---------- Extracted material

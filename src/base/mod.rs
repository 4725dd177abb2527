//! Foundation types for the typegraph crate.
//!
//! This module provides fundamental types used throughout the crate:
//! - [`FileId`] - Opaque file identifiers
//! - [`TextRange`], [`TextSize`] - Source positions (byte offsets)
//! - [`LineCol`], [`LineIndex`] - Line/column conversion
//! - [`Name`] - Cheap-to-clone identifier strings
//!
//! This module has NO dependencies on other typegraph modules.

mod file_id;
mod span;

pub use file_id::FileId;
pub use span::{LineCol, LineIndex, TextRange, TextSize};

/// An identifier as written in source. Short names are stored inline.
pub type Name = smol_str::SmolStr;

// Re-export text-size types for convenience
pub use text_size;
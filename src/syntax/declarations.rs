//! The declaration table: parsed declaration skeletons for a set of files.

use std::sync::Arc;

use crate::base::{FileId, Name};

use super::SyntaxError;
use super::ast::{NamespaceItem, SourceUnit, TypeDecl};

/// Parsed units keyed by file, in insertion order.
#[derive(Debug, Clone, Default)]
pub struct DeclarationTable {
    units: Vec<(FileId, Arc<SourceUnit>)>,
}

/// One type declaration together with where it appears.
#[derive(Debug, Clone)]
pub struct DeclaredType<'a> {
    pub file: FileId,
    /// Namespace segments, outermost first.
    pub namespace: Vec<Name>,
    /// Enclosing type declarations, outermost first.
    pub enclosing: Vec<&'a TypeDecl>,
    pub decl: &'a TypeDecl,
}

impl DeclaredType<'_> {
    /// Dotted path of the declared type, including namespaces and enclosing types.
    pub fn qualified_name(&self) -> String {
        let mut parts: Vec<&str> = self.namespace.iter().map(|n| n.as_str()).collect();
        parts.extend(self.enclosing.iter().map(|t| t.name.as_str()));
        parts.push(self.decl.name.as_str());
        parts.join(".")
    }
}

impl DeclarationTable {
    pub fn new() -> Self {
        Self::default()
    }

    /// Parse `text` and add it under `file`, replacing an earlier unit for the same file.
    pub fn add_source(&mut self, file: FileId, text: &str) -> Result<(), SyntaxError> {
        let unit = crate::parser::parse(text)?;
        self.add_unit(file, Arc::new(unit));
        Ok(())
    }

    pub fn add_unit(&mut self, file: FileId, unit: Arc<SourceUnit>) {
        match self.units.iter_mut().find(|(f, _)| *f == file) {
            Some(slot) => slot.1 = unit,
            None => self.units.push((file, unit)),
        }
    }

    pub fn remove(&mut self, file: FileId) {
        self.units.retain(|(f, _)| *f != file);
    }

    pub fn units(&self) -> impl Iterator<Item = (FileId, &SourceUnit)> {
        self.units.iter().map(|(f, u)| (*f, u.as_ref()))
    }

    pub fn file_count(&self) -> usize {
        self.units.len()
    }

    /// Every type declaration in every unit, depth-first in source order.
    pub fn declared_types(&self) -> Vec<DeclaredType<'_>> {
        let mut out = Vec::new();
        for (file, unit) in self.units() {
            collect_items(file, &unit.items, &mut Vec::new(), &mut out);
        }
        out
    }
}

fn collect_items<'a>(
    file: FileId,
    items: &'a [NamespaceItem],
    namespace: &mut Vec<Name>,
    out: &mut Vec<DeclaredType<'a>>,
) {
    for item in items {
        match item {
            NamespaceItem::Namespace(ns) => {
                let depth = namespace.len();
                namespace.extend(ns.path.iter().cloned());
                collect_items(file, &ns.items, namespace, out);
                namespace.truncate(depth);
            }
            NamespaceItem::Type(decl) => {
                collect_type(file, decl, namespace, &mut Vec::new(), out);
            }
        }
    }
}

fn collect_type<'a>(
    file: FileId,
    decl: &'a TypeDecl,
    namespace: &[Name],
    enclosing: &mut Vec<&'a TypeDecl>,
    out: &mut Vec<DeclaredType<'a>>,
) {
    out.push(DeclaredType {
        file,
        namespace: namespace.to_vec(),
        enclosing: enclosing.clone(),
        decl,
    });
    enclosing.push(decl);
    for nested in decl.nested_types() {
        collect_type(file, nested, namespace, enclosing, out);
    }
    enclosing.pop();
}
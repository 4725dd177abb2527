//! Once-only resolution slots, the claim table and the resolution chain.
//!
//! Every type owns four slots (declared bases, base, interfaces, all
//! interfaces). A slot moves from unevaluated to in-progress when a chain
//! claims it and to evaluated when the owning chain publishes it; it is never
//! reset.
//!
//! ## Chains
//!
//! A [`ResolutionChain`] is one logical call chain: the stack of slots being
//! computed by one top-level query. It is passed explicitly through every
//! recursive call. When a chain asks for a slot it already owns, the request
//! is re-entrant: every frame from the owned slot up to the top of the stack
//! is marked as a cycle participant and the request yields no value.
//!
//! Frames that were marked by a re-entry below them do not publish when they
//! pop. Their results wait on the chain until the lowest frame of the cycle
//! completes, and the whole group publishes together. Until then any request
//! for one of them is re-entrant too, so every member of a cycle sees the same
//! answer whichever member was asked first.
//!
//! ## Claims
//!
//! A slot claimed by another chain is waited for. Before blocking, the
//! waiting chain follows the wait-for edges of the claim table; if they lead
//! back to itself the chains are deadlocked on a cycle, and every chain on it
//! is released as if it had re-entered its own slot.

use std::sync::OnceLock;
use std::sync::atomic::{AtomicU64, Ordering};

use parking_lot::{Condvar, Mutex};
use rustc_hash::FxHashMap;

use super::bases::DeclaredBases;
use super::diagnostics::Diagnostic;
use super::ids::TypeId;
use super::types::TypeRef;

// ============================================================================
// SLOTS
// ============================================================================

#[derive(Clone, Copy, PartialEq, Eq, Hash, Debug)]
pub(crate) enum SlotKind {
    /// Bound base list before cycle checks.
    Declared,
    Base,
    Interfaces,
    AllInterfaces,
}

#[derive(Clone, Copy, PartialEq, Eq, Hash, Debug)]
pub(crate) struct SlotKey {
    pub ty: TypeId,
    pub kind: SlotKind,
}

impl SlotKey {
    pub fn new(ty: TypeId, kind: SlotKind) -> Self {
        Self { ty, kind }
    }
}

/// A published slot value with the diagnostics found while computing it.
#[derive(Debug)]
pub(crate) struct Evaluated<T> {
    pub value: T,
    pub diagnostics: Vec<Diagnostic>,
}

impl<T> Evaluated<T> {
    pub fn new(value: T, diagnostics: Vec<Diagnostic>) -> Self {
        Self { value, diagnostics }
    }
}

/// Lazily computed state of one type.
#[derive(Debug, Default)]
pub(crate) struct TypeSlots {
    pub declared: OnceLock<Evaluated<DeclaredBases>>,
    pub base: OnceLock<Evaluated<Option<TypeRef>>>,
    pub interfaces: OnceLock<Evaluated<Vec<TypeRef>>>,
    pub all_interfaces: OnceLock<Evaluated<Vec<TypeRef>>>,
}

impl TypeSlots {
    pub fn is_ready(&self, kind: SlotKind) -> bool {
        match kind {
            SlotKind::Declared => self.declared.get().is_some(),
            SlotKind::Base => self.base.get().is_some(),
            SlotKind::Interfaces => self.interfaces.get().is_some(),
            SlotKind::AllInterfaces => self.all_interfaces.get().is_some(),
        }
    }

    /// Store `value`. Returns the diagnostics to report, or nothing if the slot was already set.
    pub fn publish(&self, value: SlotValue) -> Vec<Diagnostic> {
        fn set<T>(cell: &OnceLock<Evaluated<T>>, value: Evaluated<T>) -> Vec<Diagnostic> {
            let diagnostics = value.diagnostics.clone();
            match cell.set(value) {
                Ok(()) => diagnostics,
                Err(_) => Vec::new(),
            }
        }
        match value {
            SlotValue::Declared(v) => set(&self.declared, v),
            SlotValue::Base(v) => set(&self.base, v),
            SlotValue::Interfaces(v) => set(&self.interfaces, v),
            SlotValue::AllInterfaces(v) => set(&self.all_interfaces, v),
        }
    }
}

/// A computed value on its way into a slot.
#[derive(Debug)]
pub(crate) enum SlotValue {
    Declared(Evaluated<DeclaredBases>),
    Base(Evaluated<Option<TypeRef>>),
    Interfaces(Evaluated<Vec<TypeRef>>),
    AllInterfaces(Evaluated<Vec<TypeRef>>),
}

// ============================================================================
// RESOLUTION CHAIN
// ============================================================================

#[derive(Clone, Copy, PartialEq, Eq, Hash, Debug)]
pub(crate) struct ChainId(u64);

impl ChainId {
    fn next() -> Self {
        static NEXT: AtomicU64 = AtomicU64::new(1);
        ChainId(NEXT.fetch_add(1, Ordering::Relaxed))
    }
}

#[derive(Debug)]
struct Frame {
    key: SlotKey,
    /// Bumped each time a cycle is closed through this frame.
    cycle_hits: u32,
    /// Next type on the most recently closed cycle.
    neighbor: Option<TypeId>,
    /// Lowest stack index this frame shares a cycle with.
    low: usize,
}

/// A finished frame waiting for the lowest frame of its cycle.
#[derive(Debug)]
struct Deferred {
    key: SlotKey,
    low: usize,
    value: SlotValue,
}

/// The slots one logical query is currently computing, innermost last.
#[derive(Debug)]
pub(crate) struct ResolutionChain {
    id: ChainId,
    frames: Vec<Frame>,
    deferred: Vec<Deferred>,
}

impl Default for ResolutionChain {
    fn default() -> Self {
        Self::new()
    }
}

impl ResolutionChain {
    pub fn new() -> Self {
        Self {
            id: ChainId::next(),
            frames: Vec::new(),
            deferred: Vec::new(),
        }
    }

    pub fn id(&self) -> ChainId {
        self.id
    }

    pub fn depth(&self) -> usize {
        self.frames.len()
    }

    pub fn push(&mut self, key: SlotKey) {
        let low = self.frames.len();
        self.frames.push(Frame {
            key,
            cycle_hits: 0,
            neighbor: None,
            low,
        });
    }

    /// Cycle hits of the innermost frame.
    pub fn top_hits(&self) -> u32 {
        self.frames.last().map_or(0, |f| f.cycle_hits)
    }

    pub fn top_neighbor(&self) -> Option<TypeId> {
        self.frames.last().and_then(|f| f.neighbor)
    }

    /// Replace the innermost frame's neighbor, e.g. with the type a lookup started from.
    pub fn set_top_neighbor(&mut self, neighbor: TypeId) {
        if let Some(frame) = self.frames.last_mut() {
            frame.neighbor = Some(neighbor);
        }
    }

    /// Close a cycle at `entry`, a slot this chain owns, coming back from the top frame.
    ///
    /// `closing` is the type the top frame was asking for.
    pub fn mark_cycle(&mut self, entry: SlotKey, closing: TypeId) {
        let from = match self.frames.iter().rposition(|f| f.key == entry) {
            Some(index) => index,
            None => match self.deferred.iter().find(|d| d.key == entry) {
                Some(deferred) => deferred.low,
                None => return,
            },
        };
        let len = self.frames.len();
        for index in from..len {
            let neighbor = match self.frames.get(index + 1) {
                Some(next) => next.key.ty,
                None => closing,
            };
            let frame = &mut self.frames[index];
            frame.cycle_hits += 1;
            frame.neighbor = Some(neighbor);
            frame.low = frame.low.min(from);
        }
        tracing::debug!(
            "[CLAIM] cycle closed at {:?} ({} frames)",
            entry,
            len.saturating_sub(from)
        );
    }

    /// Pop the top frame with its computed value.
    ///
    /// Returns the values that are now complete: empty when the frame belongs
    /// to a cycle whose lowest frame is still running, otherwise the frame's
    /// own value together with every deferred member of its cycle.
    pub fn pop(&mut self, value: SlotValue) -> Vec<(SlotKey, SlotValue)> {
        let Some(frame) = self.frames.pop() else {
            return Vec::new();
        };
        let index = self.frames.len();
        if frame.low < index {
            self.deferred.push(Deferred {
                key: frame.key,
                low: frame.low,
                value,
            });
            return Vec::new();
        }

        let mut complete = Vec::new();
        let mut kept = Vec::new();
        for deferred in std::mem::take(&mut self.deferred) {
            if deferred.low >= index {
                complete.push((deferred.key, deferred.value));
            } else {
                kept.push(deferred);
            }
        }
        self.deferred = kept;
        complete.push((frame.key, value));
        complete
    }
}

// ============================================================================
// CLAIM TABLE
// ============================================================================

/// Result of asking for a slot.
#[derive(Clone, Copy, PartialEq, Eq, Debug)]
pub(crate) enum ClaimOutcome {
    /// The value is published.
    Ready,
    /// The caller now owns the slot and must compute and publish it.
    Acquired,
    /// The caller's own chain owns the slot.
    Reentrant,
    /// Chains wait on each other in a cycle; `own_entry` is the slot this
    /// chain owns that the cycle runs through.
    Deadlock { own_entry: SlotKey },
}

#[derive(Debug)]
struct Wait {
    key: SlotKey,
    /// Set by the chain that detected a deadlock through this one.
    poisoned_from: Option<SlotKey>,
}

#[derive(Debug, Default)]
struct ClaimState {
    owners: FxHashMap<SlotKey, ChainId>,
    waits: FxHashMap<ChainId, Wait>,
}

/// Compilation-wide record of which chain owns which in-progress slot.
#[derive(Debug, Default)]
pub(crate) struct Claims {
    state: Mutex<ClaimState>,
    published: Condvar,
}

impl Claims {
    pub fn new() -> Self {
        Self::default()
    }

    /// Claim `key` for `chain`, waiting while another chain owns it.
    ///
    /// `is_ready` must report whether the slot is published; it is checked under the lock.
    pub fn claim(&self, key: SlotKey, chain: ChainId, is_ready: impl Fn() -> bool) -> ClaimOutcome {
        let mut state = self.state.lock();
        loop {
            if is_ready() {
                return ClaimOutcome::Ready;
            }
            let owner = match state.owners.get(&key) {
                None => {
                    state.owners.insert(key, chain);
                    return ClaimOutcome::Acquired;
                }
                Some(&owner) if owner == chain => return ClaimOutcome::Reentrant,
                Some(&owner) => owner,
            };

            if let Some(own_entry) = Self::break_deadlock(&mut state, key, owner, chain) {
                self.published.notify_all();
                return ClaimOutcome::Deadlock { own_entry };
            }

            tracing::trace!("[CLAIM] {:?} waits for {:?}", chain, key);
            state.waits.insert(
                chain,
                Wait {
                    key,
                    poisoned_from: None,
                },
            );
            self.published.wait(&mut state);
            if let Some(wait) = state.waits.remove(&chain) {
                if let Some(own_entry) = wait.poisoned_from {
                    return ClaimOutcome::Deadlock { own_entry };
                }
            }
        }
    }

    /// Follow wait-for edges from `owner`. If they reach `chain`, poison every
    /// other chain on the cycle and return the slot `chain` owns on it.
    fn break_deadlock(
        state: &mut ClaimState,
        wanted: SlotKey,
        owner: ChainId,
        chain: ChainId,
    ) -> Option<SlotKey> {
        // (chain on the cycle, slot of it that the previous chain waits on)
        let mut cycle = vec![(owner, wanted)];
        let mut current = owner;
        loop {
            let wait = state.waits.get(&current)?;
            if wait.poisoned_from.is_some() {
                return None;
            }
            let next_key = wait.key;
            let next = *state.owners.get(&next_key)?;
            if next == chain {
                for (member, entry) in cycle {
                    if let Some(wait) = state.waits.get_mut(&member) {
                        wait.poisoned_from = Some(entry);
                    }
                }
                tracing::debug!("[CLAIM] deadlock between chains broken at {:?}", next_key);
                return Some(next_key);
            }
            if cycle.len() > state.waits.len() {
                return None;
            }
            cycle.push((next, next_key));
            current = next;
        }
    }

    /// Drop ownership of published slots and wake waiting chains.
    pub fn release(&self, keys: impl IntoIterator<Item = SlotKey>) {
        let mut state = self.state.lock();
        for key in keys {
            state.owners.remove(&key);
        }
        drop(state);
        self.published.notify_all();
    }
}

--------------------

Activity:
State how many lines of the records contain the string "FileId". The number is the whole answer.

Answer to the exercise:
11